Are you OK with your IP being logged?
- - - - - - - - - - - - - - - - - - - - - - - - - - - - - - - - - - - - - - - -
(Y)es/(N)o: Y
- - - - - - - - - - - - - - - - - - - - - - - - - - - - - - - - - - - - - - - -
Please deploy a DNS TXT record under the name
_acme-challenge.sensorgnome.org with the following value:
@@@@@@@@@@@@@@@@@@@@@@@@@@@@@@@@@@@@@@ <-- actually some random string
Before continuing, verify the record is deployed.
- - - - - - - - - - - - - - - - - - - - - - - - - - - - - - - - - - - - - - - -
Press Enter to ContinueThen go to the DNS registrar for sensorgnome.org, currently namespro.ca,
and edit the record for _acme-challenge.sensorgnome.org, replacing it with
the value given above as @@@@@@@@@@@@@@@@@@@@@@@@@@@@@@@@@@@@@@@@.

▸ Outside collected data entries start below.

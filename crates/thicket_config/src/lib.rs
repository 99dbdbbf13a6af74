//! Parsing and validation of `thicket.toml` run configuration.
//!
//! This crate reads the run configuration, merges command-line overrides
//! into it, and checks the result, describing every invalid or conflicting
//! setting with a diagnostic from the configuration catalog.

#![warn(missing_docs)]

pub mod error;
pub mod loader;
pub mod types;
pub mod validate;

pub use error::ConfigError;
pub use loader::{load_config, load_config_file, load_config_from_str, CONFIG_FILE_NAME};
pub use types::*;
pub use validate::validate_config;
//! Configuration types deserialized from `thicket.toml`.

use serde::Deserialize;

/// The run configuration parsed from `thicket.toml`.
///
/// Every section is optional; a missing section takes its defaults, which
/// describe a serial run with the default reporter.
#[derive(Debug, Clone, Default, PartialEq, Eq, Deserialize)]
#[serde(default, deny_unknown_fields)]
pub struct RunConfig {
    /// Parallel process settings.
    pub parallel: ParallelConfig,
    /// How many times, and whether, to run the suite.
    pub run: RunSettings,
    /// Reporter verbosity.
    pub reporter: ReporterConfig,
    /// Flags passed to the host test harness.
    pub harness: HarnessConfig,
}

/// Settings for the cooperating processes of a parallel run.
#[derive(Debug, Clone, PartialEq, Eq, Deserialize)]
#[serde(default, deny_unknown_fields)]
pub struct ParallelConfig {
    /// Total number of processes; must be at least 1.
    pub total: u32,
    /// This process's 1-indexed number; must not exceed `total`.
    pub process: u32,
    /// Address of the coordinating server; required when `total > 1`.
    pub host: Option<String>,
}

impl Default for ParallelConfig {
    fn default() -> Self {
        Self {
            total: 1,
            process: 1,
            host: None,
        }
    }
}

/// Repetition and dry-run settings.
#[derive(Debug, Clone, Default, PartialEq, Eq, Deserialize)]
#[serde(default, deny_unknown_fields)]
pub struct RunSettings {
    /// Walk the tree and report specs without running them.
    pub dry_run: bool,
    /// Number of additional times to rerun the suite.
    pub repeat: u32,
    /// Rerun the suite until it fails.
    pub until_it_fails: bool,
}

/// Reporter verbosity settings.
#[derive(Debug, Clone, Default, PartialEq, Eq, Deserialize)]
#[serde(default, deny_unknown_fields)]
pub struct ReporterConfig {
    /// Report every spec, not only failures.
    pub verbose: bool,
    /// Report as little as possible.
    pub succinct: bool,
}

/// Flags forwarded to, or observed from, the host test harness.
#[derive(Debug, Clone, Default, PartialEq, Eq, Deserialize)]
#[serde(default, deny_unknown_fields)]
pub struct HarnessConfig {
    /// The harness's `--count`; only 1 is accepted.
    pub count: Option<u32>,
    /// The harness's `--test-threads`; never accepted.
    pub test_threads: Option<u32>,
}

/// Settings supplied on the command line, layered over the file.
///
/// `None` (or `false` for switches) leaves the file's value in place.
#[derive(Debug, Clone, Default, PartialEq, Eq)]
pub struct ConfigOverrides {
    /// Overrides `parallel.total`.
    pub total: Option<u32>,
    /// Overrides `parallel.process`.
    pub process: Option<u32>,
    /// Overrides `parallel.host`.
    pub host: Option<String>,
    /// Sets `run.dry_run`.
    pub dry_run: bool,
    /// Overrides `run.repeat`.
    pub repeat: Option<u32>,
    /// Sets `run.until_it_fails`.
    pub until_it_fails: bool,
    /// Sets `reporter.verbose`.
    pub verbose: bool,
    /// Sets `reporter.succinct`.
    pub succinct: bool,
    /// Overrides `harness.count`.
    pub count: Option<u32>,
    /// Overrides `harness.test_threads`.
    pub test_threads: Option<u32>,
}

impl RunConfig {
    /// Returns `true` if more than one process will run the suite.
    pub fn is_parallel(&self) -> bool {
        self.parallel.total > 1
    }

    /// Applies command-line overrides on top of this configuration.
    pub fn apply(&mut self, overrides: &ConfigOverrides) {
        if let Some(total) = overrides.total {
            log::debug!("override parallel.total = {total}");
            self.parallel.total = total;
        }
        if let Some(process) = overrides.process {
            log::debug!("override parallel.process = {process}");
            self.parallel.process = process;
        }
        if let Some(host) = &overrides.host {
            log::debug!("override parallel.host = {host}");
            self.parallel.host = Some(host.clone());
        }
        if let Some(repeat) = overrides.repeat {
            log::debug!("override run.repeat = {repeat}");
            self.run.repeat = repeat;
        }
        if let Some(count) = overrides.count {
            log::debug!("override harness.count = {count}");
            self.harness.count = Some(count);
        }
        if let Some(threads) = overrides.test_threads {
            log::debug!("override harness.test_threads = {threads}");
            self.harness.test_threads = Some(threads);
        }
        self.run.dry_run |= overrides.dry_run;
        self.run.until_it_fails |= overrides.until_it_fails;
        self.reporter.verbose |= overrides.verbose;
        self.reporter.succinct |= overrides.succinct;
    }
}
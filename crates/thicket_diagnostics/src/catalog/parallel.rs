//! Failures coordinating the processes of a parallel run.
//!
//! These are raised by the process that observes the failure, never at a
//! call site in the suite, so they carry no location and no doc link.

use crate::diagnostic::Diagnostic;
use thicket_source::CodeLocation;

/// The aggregated report for `ReportAfterSuite` could not be assembled.
pub fn aggregated_report_unavailable_due_to_process_disappearing() -> Diagnostic {
    Diagnostic::new(
        "Test Report unavailable because a Thicket parallel process disappeared",
        "The aggregated report could not be fetched for a ReportAfterSuite node.  \
         A Thicket parallel process disappeared before it could finish reporting.",
        "",
        CodeLocation::absent(),
    )
}

/// The process-#1 half of `SynchronizedBeforeSuite` failed.
pub fn synchronized_before_suite_failed_on_process_1() -> Diagnostic {
    Diagnostic::new(
        "SynchronizedBeforeSuite failed on Thicket parallel process #1",
        "The first SynchronizedBeforeSuite function running on Thicket parallel process #1 failed.  \
         This test suite will now abort.",
        "",
        CodeLocation::absent(),
    )
}

/// Process #1 went away before its `SynchronizedBeforeSuite` reported back.
pub fn synchronized_before_suite_disappeared_on_process_1() -> Diagnostic {
    Diagnostic::new(
        "Process #1 disappeared before SynchronizedBeforeSuite could report back",
        "Thicket parallel process #1 disappeared before the first SynchronizedBeforeSuite function completed.  \
         This test suite will now abort.",
        "",
        CodeLocation::absent(),
    )
}

#[cfg(test)]
mod tests {
    use super::*;

    #[test]
    fn no_location_or_link() {
        for diag in [
            aggregated_report_unavailable_due_to_process_disappearing(),
            synchronized_before_suite_failed_on_process_1(),
            synchronized_before_suite_disappeared_on_process_1(),
        ] {
            assert!(diag.location().is_absent());
            assert!(diag.doc_link().is_empty());
            assert!(!diag.message().is_empty());
        }
    }

    #[test]
    fn abort_is_announced() {
        assert!(synchronized_before_suite_failed_on_process_1()
            .message()
            .ends_with("This test suite will now abort."));
        assert!(synchronized_before_suite_disappeared_on_process_1()
            .message()
            .ends_with("This test suite will now abort."));
    }
}
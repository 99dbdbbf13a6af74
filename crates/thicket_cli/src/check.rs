//! `thicket check`: validates a run configuration before anything runs.
//!
//! 1. Load `thicket.toml` (from `--config`, else the current directory)
//! 2. Layer the command-line overrides on top
//! 3. Validate, optionally probing the parallel host
//! 4. Report every problem on stderr

use std::io::IsTerminal;
use std::path::Path;

use thicket_common::{InternalError, ThicketResult};
use thicket_config::{load_config, load_config_file, validate_config, RunConfig};
use thicket_diagnostics::Diagnostic;

use crate::probe::{probe_host, PROBE_TIMEOUT};
use crate::report::{Disposition, Reporter};
use crate::{renderer_for, CheckArgs, GlobalArgs};

/// Runs the `thicket check` command.
///
/// Returns exit code 0 if the configuration is valid, 1 otherwise.
pub fn run(args: &CheckArgs, global: &GlobalArgs) -> Result<i32, Box<dyn std::error::Error>> {
    let mut config = match &global.config {
        Some(path) => load_config_file(Path::new(path))?,
        None => load_config(&std::env::current_dir()?)?,
    };
    config.apply(&args.overrides());

    let problems = check_config(&config, args.probe_host)?;

    let stderr = std::io::stderr();
    let color = global.color.enabled(stderr.is_terminal());
    let mut reporter = Reporter::new(stderr.lock(), renderer_for(args.format, color));
    for problem in &problems {
        reporter.report(problem, Disposition::Abort)?;
    }
    if reporter.reported() == 0 {
        log::info!("run configuration is valid");
    } else {
        log::info!("{} configuration problem(s) found", reporter.reported());
    }
    Ok(reporter.exit_code())
}

/// Validates `config`, adding a host probe when requested.
///
/// The probe only runs for an otherwise valid parallel configuration, so a
/// missing host is reported once rather than also as unreachable.
pub fn check_config(config: &RunConfig, probe: bool) -> ThicketResult<Vec<Diagnostic>> {
    let mut problems = validate_config(config);
    if probe && problems.is_empty() && config.is_parallel() {
        let host = config.parallel.host.as_deref().ok_or_else(|| {
            InternalError::new("validated parallel configuration has no host")
        })?;
        if let Err(unreachable) = probe_host(host, PROBE_TIMEOUT) {
            problems.push(unreachable);
        }
    }
    Ok(problems)
}
//! The immutable description of a single framework-usage failure.

use crate::renderer::{DiagnosticRenderer, TerminalRenderer};
use serde::{Deserialize, Serialize};
use thicket_source::CodeLocation;

/// A described failure: a heading, an optional explanation, an optional
/// documentation anchor and an optional call site.
///
/// Diagnostics are built by the functions in [`catalog`](crate::catalog)
/// and never change afterwards; the fields are private and there are no
/// mutators. The message may contain [`markup`](crate::markup) tokens, which
/// are only turned into terminal styling when the diagnostic is rendered.
///
/// `Display` produces the uncolored terminal rendering, so a diagnostic can
/// be propagated as an ordinary error.
#[derive(Clone, PartialEq, Eq, Debug, Serialize, Deserialize, thiserror::Error)]
#[error("{}", TerminalRenderer::new(false).render(self))]
pub struct Diagnostic {
    heading: String,
    message: String,
    doc_link: String,
    location: CodeLocation,
}

impl Diagnostic {
    /// Creates a diagnostic.
    ///
    /// An empty `message` or `doc_link` means the corresponding block is
    /// omitted from the rendering, as is an absent `location`.
    pub fn new(
        heading: impl Into<String>,
        message: impl Into<String>,
        doc_link: impl Into<String>,
        location: CodeLocation,
    ) -> Self {
        Self {
            heading: heading.into(),
            message: message.into(),
            doc_link: doc_link.into(),
            location,
        }
    }

    /// The short title.
    pub fn heading(&self) -> &str {
        &self.heading
    }

    /// The explanatory text, possibly containing markup. Empty if none.
    pub fn message(&self) -> &str {
        &self.message
    }

    /// The documentation anchor. Empty if none.
    pub fn doc_link(&self) -> &str {
        &self.doc_link
    }

    /// The call site, or the absent location.
    pub fn location(&self) -> &CodeLocation {
        &self.location
    }

    /// Renders this diagnostic for a terminal, with or without ANSI styling.
    pub fn render(&self, color: bool) -> String {
        TerminalRenderer::new(color).render(self)
    }
}
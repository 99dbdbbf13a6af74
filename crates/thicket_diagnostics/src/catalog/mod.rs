//! Constructors for every misuse Thicket knows how to describe.
//!
//! Each function builds one [`Diagnostic`](crate::Diagnostic) from the
//! context the caller supplies. They are grouped by the phase in which the
//! problem is detected, and all are re-exported here:
//!
//! - [`tree`]: building the test tree
//! - [`decoration`]: node decorations and bodies
//! - [`report_entry`]: report entries
//! - [`parallel`]: coordinating parallel processes
//! - [`config`]: run configuration
//! - [`lifecycle`]: the run as a whole
//!
//! The functions are pure. When a scenario involves an earlier conflicting
//! node, the new node is described first and the earlier one second.

pub mod config;
pub mod decoration;
pub mod lifecycle;
pub mod parallel;
pub mod report_entry;
pub mod tree;

pub use config::*;
pub use decoration::*;
pub use lifecycle::*;
pub use parallel::*;
pub use report_entry::*;
pub use tree::*;
//! `thicket explain`: shows what a catalog diagnostic looks like.
//!
//! Each entry builds its diagnostic with representative sample context so
//! users can read the full text, and its documentation link, before they
//! hit the failure in a real suite.

use std::io::{IsTerminal, Write};

use thicket_common::NodeKind;
use thicket_diagnostics::{catalog, Category, Diagnostic};
use thicket_source::CodeLocation;

use crate::report::{Disposition, Reporter};
use crate::{renderer_for, ExplainArgs, GlobalArgs};

/// One explainable catalog entry.
pub struct Scenario {
    /// Kebab-case name used on the command line.
    pub name: &'static str,
    /// The phase the scenario belongs to.
    pub category: Category,
    /// Builds the diagnostic with sample context.
    pub build: fn() -> Diagnostic,
}

fn sample_location() -> CodeLocation {
    CodeLocation::new("tests/suite_test.rs", 42)
}

fn earlier_location() -> CodeLocation {
    CodeLocation::new("tests/suite_test.rs", 12)
}

/// Every catalog entry, in listing order.
pub const SCENARIOS: &[Scenario] = &[
    Scenario {
        name: "pushing-node-in-run-phase",
        category: Category::TreeConstruction,
        build: || catalog::pushing_node_in_run_phase(NodeKind::It, sample_location()),
    },
    Scenario {
        name: "caught-panic-during-build-phase",
        category: Category::TreeConstruction,
        build: || {
            catalog::caught_panic_during_build_phase(
                "assertion `left == right` failed\n  left: 1\n right: 2",
                sample_location(),
            )
        },
    },
    Scenario {
        name: "suite-node-in-nested-context",
        category: Category::TreeConstruction,
        build: || catalog::suite_node_in_nested_context(NodeKind::BeforeSuite, sample_location()),
    },
    Scenario {
        name: "suite-node-during-run-phase",
        category: Category::TreeConstruction,
        build: || catalog::suite_node_during_run_phase(NodeKind::ReportAfterSuite, sample_location()),
    },
    Scenario {
        name: "multiple-before-suite-nodes",
        category: Category::TreeConstruction,
        build: || {
            catalog::multiple_before_suite_nodes(
                NodeKind::SynchronizedBeforeSuite,
                sample_location(),
                NodeKind::BeforeSuite,
                earlier_location(),
            )
        },
    },
    Scenario {
        name: "multiple-after-suite-nodes",
        category: Category::TreeConstruction,
        build: || {
            catalog::multiple_after_suite_nodes(
                NodeKind::AfterSuite,
                sample_location(),
                NodeKind::SynchronizedAfterSuite,
                earlier_location(),
            )
        },
    },
    Scenario {
        name: "invalid-decoration-for-node-kind",
        category: Category::Decoration,
        build: || catalog::invalid_decoration_for_node_kind(sample_location(), NodeKind::It, "Ordered"),
    },
    Scenario {
        name: "invalid-declaration-of-focused-and-pending",
        category: Category::Decoration,
        build: || catalog::invalid_declaration_of_focused_and_pending(sample_location(), NodeKind::Describe),
    },
    Scenario {
        name: "unknown-decoration",
        category: Category::Decoration,
        build: || catalog::unknown_decoration(sample_location(), NodeKind::It, "Flakey"),
    },
    Scenario {
        name: "invalid-body-type",
        category: Category::Decoration,
        build: || catalog::invalid_body_type("fn(u32) -> bool", sample_location(), NodeKind::It),
    },
    Scenario {
        name: "multiple-body-functions",
        category: Category::Decoration,
        build: || catalog::multiple_body_functions(sample_location(), NodeKind::It),
    },
    Scenario {
        name: "missing-body-function",
        category: Category::Decoration,
        build: || catalog::missing_body_function(sample_location(), NodeKind::It),
    },
    Scenario {
        name: "too-many-report-entry-values",
        category: Category::ReportEntry,
        build: || catalog::too_many_report_entry_values(sample_location(), "extra"),
    },
    Scenario {
        name: "add-report-entry-not-during-run-phase",
        category: Category::ReportEntry,
        build: || catalog::add_report_entry_not_during_run_phase(sample_location()),
    },
    Scenario {
        name: "aggregated-report-unavailable",
        category: Category::ParallelSync,
        build: catalog::aggregated_report_unavailable_due_to_process_disappearing,
    },
    Scenario {
        name: "synchronized-before-suite-failed",
        category: Category::ParallelSync,
        build: catalog::synchronized_before_suite_failed_on_process_1,
    },
    Scenario {
        name: "synchronized-before-suite-disappeared",
        category: Category::ParallelSync,
        build: catalog::synchronized_before_suite_disappeared_on_process_1,
    },
    Scenario {
        name: "invalid-parallel-total",
        category: Category::Configuration,
        build: catalog::invalid_parallel_total_configuration,
    },
    Scenario {
        name: "invalid-parallel-process",
        category: Category::Configuration,
        build: catalog::invalid_parallel_process_configuration,
    },
    Scenario {
        name: "missing-parallel-host",
        category: Category::Configuration,
        build: catalog::missing_parallel_host_configuration,
    },
    Scenario {
        name: "unreachable-parallel-host",
        category: Category::Configuration,
        build: || catalog::unreachable_parallel_host("127.0.0.1:7777"),
    },
    Scenario {
        name: "dry-run-in-parallel",
        category: Category::Configuration,
        build: catalog::dry_run_in_parallel_configuration,
    },
    Scenario {
        name: "conflicting-verbose-succinct",
        category: Category::Configuration,
        build: catalog::conflicting_verbose_succinct_configuration,
    },
    Scenario {
        name: "invalid-harness-count",
        category: Category::Configuration,
        build: catalog::invalid_harness_count_flag,
    },
    Scenario {
        name: "invalid-harness-parallel",
        category: Category::Configuration,
        build: catalog::invalid_harness_parallel_flag,
    },
    Scenario {
        name: "both-repeat-and-until-it-fails",
        category: Category::Configuration,
        build: catalog::both_repeat_and_until_it_fails,
    },
    Scenario {
        name: "uncaught-panic",
        category: Category::Lifecycle,
        build: || catalog::uncaught_panic(sample_location()),
    },
    Scenario {
        name: "rerunning-suite",
        category: Category::Lifecycle,
        build: catalog::rerunning_suite,
    },
];

/// Looks up a scenario by name.
pub fn find(name: &str) -> Option<&'static Scenario> {
    SCENARIOS.iter().find(|s| s.name == name)
}

/// Formats the scenario list, grouped by category.
pub fn list() -> String {
    let mut out = String::new();
    for category in Category::ALL {
        out.push_str(&format!("{category}:\n"));
        for scenario in SCENARIOS.iter().filter(|s| s.category == category) {
            out.push_str(&format!("  {}\n", scenario.name));
        }
    }
    out
}

/// Runs the `thicket explain` command.
pub fn run(args: &ExplainArgs, global: &GlobalArgs) -> Result<i32, Box<dyn std::error::Error>> {
    let stdout = std::io::stdout();
    let color = global.color.enabled(stdout.is_terminal());
    let mut stdout = stdout.lock();

    let name = match (&args.name, args.list) {
        (Some(name), false) => name,
        _ => {
            stdout.write_all(list().as_bytes())?;
            return Ok(0);
        }
    };

    let scenario = find(name).ok_or_else(|| {
        format!("unknown scenario '{name}'; run `thicket explain --list` to see them all")
    })?;
    let mut reporter = Reporter::new(stdout, renderer_for(args.format, color));
    reporter.report(&(scenario.build)(), Disposition::Continue)?;
    Ok(reporter.exit_code())
}

#[cfg(test)]
mod tests {
    use super::*;
    use std::collections::HashSet;

    #[test]
    fn names_are_unique() {
        let names: HashSet<_> = SCENARIOS.iter().map(|s| s.name).collect();
        assert_eq!(names.len(), SCENARIOS.len());
    }

    #[test]
    fn every_scenario_builds_and_renders() {
        for scenario in SCENARIOS {
            let diag = (scenario.build)();
            assert!(!diag.heading().is_empty(), "{} has no heading", scenario.name);
            let rendered = diag.render(false);
            assert!(rendered.starts_with(diag.heading()));
        }
    }

    #[test]
    fn every_category_has_scenarios() {
        for category in Category::ALL {
            assert!(SCENARIOS.iter().any(|s| s.category == category));
        }
    }

    #[test]
    fn find_by_name() {
        let scenario = find("missing-body-function").unwrap();
        assert_eq!((scenario.build)().heading(), "Missing Functions");
        assert!(find("no-such-thing").is_none());
    }

    #[test]
    fn list_groups_by_category() {
        let listing = list();
        let tree = listing.find("Tree construction:").unwrap();
        let pushing = listing.find("  pushing-node-in-run-phase").unwrap();
        let config = listing.find("Configuration:").unwrap();
        let total = listing.find("  invalid-parallel-total").unwrap();
        assert!(tree < pushing && pushing < config && config < total);
    }
}
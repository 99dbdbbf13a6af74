//! Failures detected while the test tree is being built.

use crate::diagnostic::Diagnostic;
use crate::markup::{bold, gray};
use std::fmt;
use thicket_common::{NodeKind, NodeKindSet};
use thicket_source::CodeLocation;

const STRUCTURE_HEADING: &str = "Thicket detected an issue with your test structure";

const SUITE_SETUP_DOC: &str = "global-setup-and-teardown-beforesuite-and-aftersuite";
const REPORT_AFTER_SUITE_DOC: &str = "generating-custom-reports-when-a-test-suite-completes";

/// A node was registered from inside a running spec.
pub fn pushing_node_in_run_phase(kind: NodeKind, location: CodeLocation) -> Diagnostic {
    let node = bold(format!("[{kind}]"));
    Diagnostic::new(
        STRUCTURE_HEADING,
        format!(
            "It looks like you are trying to add a {node} node\n\
             to the Thicket test tree in a leaf node {after} the specs started running.\n\
             \n\
             To enable randomization and parallelization Thicket requires the test tree\n\
             to be fully constructed up front.  In practice, this means that you can\n\
             only create nodes like {node} at the top-level or within the\n\
             body of a {describe}, {context}, or {when}.",
            after = bold("after"),
            describe = bold("describe"),
            context = bold("context"),
            when = bold("when"),
        ),
        "understanding-thickets-lifecycle",
        location,
    )
}

/// A panic escaped a container body while the tree was being built.
///
/// `payload` is the text of the caught panic and is embedded verbatim.
pub fn caught_panic_during_build_phase(
    payload: impl fmt::Display,
    location: CodeLocation,
) -> Diagnostic {
    Diagnostic::new(
        "Assertion or Panic detected during tree construction",
        format!(
            "Thicket detected a panic while constructing the test tree.\n\
             You may be trying to make an assertion in the body of a container node\n\
             (i.e. {describe}, {context}, or {when}).\n\
             \n\
             Please ensure all assertions are inside leaf nodes such as {before_each},\n\
             {it}, etc.\n\
             \n\
             {header}\n\
             {payload}",
            describe = bold("describe"),
            context = bold("context"),
            when = bold("when"),
            before_each = bold("before_each"),
            it = bold("it"),
            header = bold("Here's the content of the panic that was caught:"),
        ),
        "do-not-make-assertions-in-container-node-functions",
        location,
    )
}

/// A suite-level node was declared inside a container.
pub fn suite_node_in_nested_context(kind: NodeKind, location: CodeLocation) -> Diagnostic {
    Diagnostic::new(
        STRUCTURE_HEADING,
        format!(
            "It looks like you are trying to add a {} node within a container node.\n\
             \n\
             {} can only be called at the top level.",
            bold(format!("[{kind}]")),
            bold(kind.name()),
        ),
        suite_node_doc_link(kind),
        location,
    )
}

/// A suite-level node was declared from inside a running spec.
pub fn suite_node_during_run_phase(kind: NodeKind, location: CodeLocation) -> Diagnostic {
    Diagnostic::new(
        STRUCTURE_HEADING,
        format!(
            "It looks like you are trying to add a {} node within a leaf node after the spec started running.\n\
             \n\
             {} can only be called at the top level.",
            bold(format!("[{kind}]")),
            bold(kind.name()),
        ),
        suite_node_doc_link(kind),
        location,
    )
}

/// A second suite setup node was declared.
///
/// `location` is where the new node was declared; the earlier node's kind
/// and location are cited in the message.
pub fn multiple_before_suite_nodes(
    kind: NodeKind,
    location: CodeLocation,
    earlier_kind: NodeKind,
    earlier_location: CodeLocation,
) -> Diagnostic {
    multiple_suite_nodes("setup", kind, location, earlier_kind, earlier_location)
}

/// A second suite teardown node was declared.
pub fn multiple_after_suite_nodes(
    kind: NodeKind,
    location: CodeLocation,
    earlier_kind: NodeKind,
    earlier_location: CodeLocation,
) -> Diagnostic {
    multiple_suite_nodes("teardown", kind, location, earlier_kind, earlier_location)
}

fn multiple_suite_nodes(
    setup_or_teardown: &str,
    kind: NodeKind,
    location: CodeLocation,
    earlier_kind: NodeKind,
    earlier_location: CodeLocation,
) -> Diagnostic {
    Diagnostic::new(
        STRUCTURE_HEADING,
        format!(
            "It looks like you are trying to add a {} node but\n\
             you already have a {} node defined at: {}.\n\
             \n\
             Thicket only allows you to define one suite {setup_or_teardown} node.",
            bold(format!("[{kind}]")),
            bold(format!("[{earlier_kind}]")),
            gray(earlier_location.to_string()),
        ),
        SUITE_SETUP_DOC,
        location,
    )
}

fn suite_node_doc_link(kind: NodeKind) -> &'static str {
    if kind.is(NodeKindSet::REPORT_AFTER_SUITE) {
        REPORT_AFTER_SUITE_DOC
    } else {
        SUITE_SETUP_DOC
    }
}

#[cfg(test)]
mod tests {
    use super::*;
    use crate::markup::strip;

    fn here() -> CodeLocation {
        CodeLocation::new("suite_test.rs", 10)
    }

    #[test]
    fn pushing_node_names_kind_twice() {
        let diag = pushing_node_in_run_phase(NodeKind::It, here());
        let plain = strip(diag.message());
        assert_eq!(plain.matches("[It]").count(), 2);
        assert!(plain.contains("after the specs started running"));
        assert_eq!(diag.doc_link(), "understanding-thickets-lifecycle");
        assert_eq!(diag.location(), &here());
    }

    #[test]
    fn caught_panic_embeds_payload_verbatim() {
        let payload = "assertion `left == right` failed\n  left: 1\n right: 2";
        let diag = caught_panic_during_build_phase(payload, here());
        assert!(diag.message().ends_with(payload));
        assert_eq!(
            diag.heading(),
            "Assertion or Panic detected during tree construction"
        );
    }

    #[test]
    fn suite_node_doc_link_depends_on_kind() {
        let setup = suite_node_in_nested_context(NodeKind::BeforeSuite, here());
        assert_eq!(setup.doc_link(), SUITE_SETUP_DOC);

        let report = suite_node_in_nested_context(NodeKind::ReportAfterSuite, here());
        assert_eq!(report.doc_link(), REPORT_AFTER_SUITE_DOC);

        let report = suite_node_during_run_phase(NodeKind::ReportAfterSuite, here());
        assert_eq!(report.doc_link(), REPORT_AFTER_SUITE_DOC);

        let teardown = suite_node_during_run_phase(NodeKind::SynchronizedAfterSuite, here());
        assert_eq!(teardown.doc_link(), SUITE_SETUP_DOC);
    }

    #[test]
    fn suite_node_messages_differ_by_phase() {
        let nested = strip(suite_node_in_nested_context(NodeKind::AfterSuite, here()).message());
        let running = strip(suite_node_during_run_phase(NodeKind::AfterSuite, here()).message());
        assert!(nested.contains("within a container node"));
        assert!(running.contains("after the spec started running"));
        assert!(nested.ends_with("AfterSuite can only be called at the top level."));
    }

    #[test]
    fn multiple_suite_nodes_cites_current_then_earlier() {
        let earlier = CodeLocation::new("suite_test.rs", 4);
        let diag = multiple_before_suite_nodes(
            NodeKind::SynchronizedBeforeSuite,
            here(),
            NodeKind::BeforeSuite,
            earlier,
        );
        let plain = strip(diag.message());
        let current_at = plain.find("[SynchronizedBeforeSuite]").unwrap();
        let earlier_at = plain.find("[BeforeSuite]").unwrap();
        let earlier_loc_at = plain.find("suite_test.rs:4").unwrap();
        assert!(current_at < earlier_at && earlier_at < earlier_loc_at);
        assert!(plain.ends_with("one suite setup node."));
        assert_eq!(diag.location(), &here());
    }

    #[test]
    fn multiple_after_suite_nodes_says_teardown() {
        let diag = multiple_after_suite_nodes(
            NodeKind::AfterSuite,
            here(),
            NodeKind::AfterSuite,
            CodeLocation::new("other_test.rs", 9),
        );
        assert!(strip(diag.message()).ends_with("one suite teardown node."));
        assert_eq!(diag.doc_link(), SUITE_SETUP_DOC);
    }

    #[test]
    fn earlier_location_with_spaces_renders_whole() {
        let earlier = CodeLocation::new("/home/dev/My Projects/thicket suite/setup_test.rs", 7);
        let diag = multiple_before_suite_nodes(
            NodeKind::BeforeSuite,
            here(),
            NodeKind::BeforeSuite,
            earlier.clone(),
        );
        let rendered = diag.render(false);
        assert_eq!(rendered.matches(&earlier.to_string()).count(), 1);
    }
}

You then have to wait for the DNS record to propagate to nameservers, which takes around 1 hour(!). You can check it like so:
$ nslookup
> set type=txt
> _acme-challenge.sensorgnome.org
Server: slns1.namespro.ca
Address: 67.228.254.4#53
_acme-challenge.sensorgnome.org text = "@@@@@@@@@@@@@@@@@@@@@@@@@@@@@@@@@@@@@@@@@"If the same random string appears in the nslookup reply as the certbot script generated, then you can go back to the certbot window and hit Enter.
You'll then see:
Waiting for verification...
Cleaning up challenges
IMPORTANT NOTES:
- Congratulations! Your certificate and chain have been saved at:
/etc/letsencrypt/live/sensorgnome.org/fullchain.pem
Your key file has been saved at:
/etc/letsencrypt/live/sensorgnome.org/privkey.pem
Your cert will expire on 2020-01-01. To obtain a new or tweaked
version of this certificate in the future, simply run certbot
again. To non-interactively renew *all* of your certificates, run
"certbot renew"
- If you like Certbot, please consider supporting our work by:
Donating to ISRG / Let's Encrypt: https://letsencrypt.org/donate
Donating to EFF: https://eff.org/donate-le
And note that the message about non-interactively renewing all certificates
does not actually apply to wildcard domains like *.sensorgnome.org.
Finally, restart the web server to deploy the renewed certificates:
# systemctl restart nginxIt might of course be easier to purchase commercial SSL certs.